L’EXTINCTION (ABSORPTION) INTERSTELLAIRE : MISE EN EVIDENCE PAR TRUMPLER EN 1930

                                     

I- Luminosité, éclat, et magnitudes : un moyen de mesure de la distance des corps célestes. 2

1) Luminosité, éclat, et distance. 2

2) Magnitudes absolue et apparente, des grandeurs utiles pour mesurer la  distance. 3

II – L’extinction interstellaire. 4

1) Shapley : les amas globulaires ou l’hypothèse d’une absorption interstellaire insignifiante. 4

2) Trumpler : les amas ouverts et la mise en évidence d’une extinction interstellaire non négligeable. 5

Conséquences de la découverte de l’extinction interstellaire. 9

 

Conséquences de la découverte de l’extinction interstellaire

 

            Au début XXème siècle, les progrès de l’astronomie permettent de développer un grand nombre d’hypothèses notamment sur le modèle galactique. Seulement, il est impératif pour ce faire de connaître les distances des étoiles ou autres formations célestes de manière exacte. Au cours de ce dossier, nous allons donc étudier les différentes méthodes de mesures de ces distances, qui par leur diversité, comme nous allons le voir, seront à l’origine d’une découverte majeure de l’astronomie du début de siècle qui bouleversa les conceptions de la Voie Lactée.

 

I- Luminosité, éclat, et magnitudes : un moyen de mesure de la distance des corps célestes.

 

         1) Luminosité, éclat, et distance

L’éclat représente la puissance de la lumière, en provenance d’une étoile ou d’un autre objet astronomique, reçue sur la terre par unité de surface : en effet, cette grandeur s’exprime en watts/m2. Cet éclat varie en fonction de la distance de l’objet étudié mais aussi en fonction de sa luminosité propre, intrinsèque. La mesure de l’éclat n’est donc pas suffisante pour obtenir la distance de l’étoile, qui nécessite donc la prise en compte de cette luminosité intrinsèque.

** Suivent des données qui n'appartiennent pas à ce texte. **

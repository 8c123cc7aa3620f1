//! Line-oriented command execution over an async byte stream

use std::io;
use tokio::io::{ AsyncRead, AsyncWrite, AsyncReadExt, AsyncWriteExt };
use tracing::debug;

/// Writes terminated command lines to an instrument and reads back `LF`-terminated replies
///
/// Creating the underlying stream is not handled here so that instruments are not tied to a
/// particular transport. A raw TCP socket to a LAN instrument, a serial line or a GPIB bridge all work
/// as long as they speak line-terminated text.
pub struct Executor<T>
{
    line_ending: &'static str,
    io_handle: T,
    read_buf: Vec<u8>,
    /// Queries written whose reply has not been read yet
    ///
    /// Nonzero between queries only when a query was dropped mid-flight, e.g. by a timeout. Those
    /// late replies are skipped so they are never taken as the answer to a later query.
    unanswered: usize,
}

impl <T> Executor<T>
    where T: AsyncRead + AsyncWrite + Unpin + Send
{
    pub fn with(line_ending: &'static str, io_handle: T) -> Self
    {
        Self {
            line_ending: line_ending,
            io_handle: io_handle,
            read_buf: Vec::with_capacity(128),
            unanswered: 0,
        }
    }

    /// Drops the first `n` bytes from the read buffer
    ///
    /// Drops all bytes if `n >= self.read_buf.len()`
    fn drop_first(&mut self, n: usize)
    {
        if n >= self.read_buf.len() {
            self.read_buf.clear();
        }
        else {
            self.read_buf.drain(..n);
            self.read_buf.shrink_to(128);
        }
    }

    /// Returns the index of the first linefeed in the read buffer at or after `start_hint`
    fn find_line_ending(&self, start_hint: usize) -> Option<usize>
    {
        self.read_buf
            .iter()
            .skip(start_hint)
            .position(|byte| *byte == b'\n')
            .map(|offset| offset + start_hint)
    }

    /// Reads until a full line is buffered and returns its length including the linefeed
    ///
    /// # Cancel Safety
    /// This function is cancel safe e.g. when used inside of a `tokio::select!` or a timeout. This is
    /// because this will never destroy contents of the read buffer -- only append.
    async fn read_line(&mut self) -> io::Result<usize>
    {
        let mut searched = 0;

        loop {
            if let Some(index) = self.find_line_ending(searched) {
                return Ok(index + 1);
            }
            searched = self.read_buf.len();

            let mut temp_buf = [0u8; 64];
            let bytes_read = self.io_handle.read(&mut temp_buf[..]).await?;
            if bytes_read == 0 {
                return Err(io::Error::from(io::ErrorKind::UnexpectedEof));
            }
            self.read_buf.extend_from_slice(&temp_buf[..bytes_read]);
        }
    }

    /// Sends one command line. Nothing is read back.
    pub async fn write_line(&mut self, cmd: &str) -> io::Result<()>
    {
        let serialized = format!("{}{}", cmd, self.line_ending);
        self.io_handle.write_all(serialized.as_bytes()).await?;
        self.io_handle.flush().await
    }

    /// Sends a query and returns the reply line with the terminator stripped
    ///
    /// # Cancel Safety
    /// Dropping this future after the query was written leaves its reply owed. The next query reads and
    /// discards owed replies before returning its own.
    pub async fn query(&mut self, cmd: &str) -> io::Result<String>
    {
        self.write_line(cmd).await?;
        self.unanswered += 1;

        loop {
            let reply = self.read_reply().await?;
            self.unanswered -= 1;
            if self.unanswered == 0 {
                return Ok(reply);
            }
            debug!(cmd, stale = %reply, "late reply discarded");
        }
    }

    /// Reads the next reply line with the terminator stripped
    pub async fn read_reply(&mut self) -> io::Result<String>
    {
        let reply_len = self.read_line().await?;
        let reply = String::from_utf8_lossy(&self.read_buf[..reply_len])
            .trim_end_matches(&['\r', '\n'][..])
            .to_string();
        self.drop_first(reply_len);

        Ok(reply)
    }
}
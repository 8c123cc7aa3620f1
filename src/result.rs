//! Raw sweep points, their corrected derivations and the per-run result log
//!
//! # Derivation
//! Each raw point's four analyzer readings are compensated by adding the loss applied when the point
//! was acquired. Sideband and spur suppression are the compensated output minus the compensated
//! sideband and spur respectively. When the selected profile has an adjustment template, entry `i`
//! is added to output, carrier and both suppressions of the `i`-th record. Gain is the final output
//! power minus the LO set-point power. Everything shown is rounded to hundredths except frequency,
//! which is shown in GHz to thousandths.
//!
//! # Observers
//! [`ResultAccumulator::subscribe`] hands out a receiver which gets one [`PointReady`] per accumulated
//! point. The notification carries nothing. Observers lock the accumulator and copy what they need.

use std::{
    collections::BTreeMap,
    path::{ Path, PathBuf },
};
use serde::{ Deserialize, Serialize };
use tokio::sync::broadcast;
use tracing::{ debug, info, warn };
use crate::{
    correction::{ self, AdjustmentEntry, AdjustmentTemplate },
    error::Result,
    units::{ round_to, Hertz, Giga, SetPoint },
};

/// One sweep sample as read from the instruments
#[derive(Debug, Clone, PartialEq, Serialize, Deserialize)]
pub struct RawPoint
{
    /// LO power set-point, dBm
    pub lo_p: SetPoint,
    /// Programmed generator frequency, Hz
    pub lo_f: SetPoint,
    /// Commanded main rail voltage, V
    pub src_u: f64,
    /// Supply current, A
    pub src_i: f64,
    /// dBm at the output tone
    pub sa_p_out: f64,
    /// dBm at the carrier
    pub sa_p_carr: f64,
    /// dBm at the sideband
    pub sa_p_sb: f64,
    /// dBm at the third-order spur
    pub sa_p_3_harm: f64,
    /// Loss correction added to the programmed LO power, dB
    pub loss: f64,
}

/// A corrected, display-ready record. Field names are the export column names.
#[derive(Debug, Clone, PartialEq, Serialize, Deserialize)]
pub struct ProcessedRecord
{
    pub lo_p: f64,
    /// GHz
    pub lo_f: f64,
    pub src_u: f64,
    /// mA
    pub src_i: f64,
    pub p_out: f64,
    pub p_carr: f64,
    pub p_sb: f64,
    pub p_mod_f_x3: f64,
    pub a_sb: f64,
    pub a_x3: f64,
    pub gain: f64,
    pub loss: f64,
}

pub type Series = BTreeMap<SetPoint, Vec<(f64, f64)>>;

/// Plot-ready `(frequency GHz, value)` series keyed by LO power
#[derive(Debug, Clone, Default, PartialEq)]
pub struct SeriesAggregate
{
    /// Output power
    pub data1: Series,
    /// Carrier power
    pub data2: Series,
    /// Sideband suppression
    pub data3: Series,
    /// Spur suppression
    pub data4: Series,
}

impl SeriesAggregate
{
    fn push(&mut self, power: SetPoint, record: &ProcessedRecord)
    {
        self.data1.entry(power).or_default().push((record.lo_f, record.p_out));
        self.data2.entry(power).or_default().push((record.lo_f, record.p_carr));
        self.data3.entry(power).or_default().push((record.lo_f, record.a_sb));
        self.data4.entry(power).or_default().push((record.lo_f, record.a_x3));
    }

    fn clear(&mut self)
    {
        self.data1.clear();
        self.data2.clear();
        self.data3.clear();
        self.data4.clear();
    }
}

/// Notifications a receiver may fall behind by before it starts missing them
pub const NOTIFY_DEPTH: usize = 64;

/// Fired once per accumulated point
#[derive(Debug, Clone, Copy, PartialEq, Eq)]
pub struct PointReady;

pub struct ResultAccumulator
{
    template_path: Option<PathBuf>,
    adjustment: Option<AdjustmentTemplate>,
    raw: Vec<RawPoint>,
    processed: Vec<ProcessedRecord>,
    series: SeriesAggregate,
    ready: bool,
    notify: broadcast::Sender<PointReady>,
}

impl Default for ResultAccumulator
{
    fn default() -> Self
    {
        Self::new()
    }
}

Cette dernière, quant à elle, s’exprime en watts et, contrairement à l’éclat, ne varie pas en fonction de la distance de laquelle on observe l’étoile puisqu’elle est inhérente à l’objet. On peut ainsi faire l’analogie avec le diamètre et le diamètre apparent : ce dernier change en fonction de la distance alors que le diamètre «réel » est une caractéristique propre de l’objet.

 

La relation vérifiée par ces grandeurs est la suivante :

                        E=L/(4πd2),

            Avec : E l’éclat de l’étoile, L sa luminosité et d la distance (en parsecs) qui sépare l’étoile de la Terre (on précise que l’éclat est mesuré avec une surface disposée perpendiculairement à la ligne de visée de l’étoile).   

 

Note : On notera également que E est une valeur corrigée, les perturbations engendrées par l’atmosphère terrestre ayant été mesurées puis incluses dans le paramètre E de manière à indiquer l’éclat qui aurait été obtenu sans perturbation. Par contre,  les perturbations hors atmosphère, qui constituent l’objet d’étude de ce dossier, ne sont pas prises en compte dans cette mesure.  

 

Ici, l’éclat et la luminosité sont « globaux » ; ils concernent l’ensemble des longueurs d’onde des radiations lumineuses, qu’elles soient visibles ou non, reçues sur la Terre pour l’éclat, et émises par l’étoile pour la luminosité.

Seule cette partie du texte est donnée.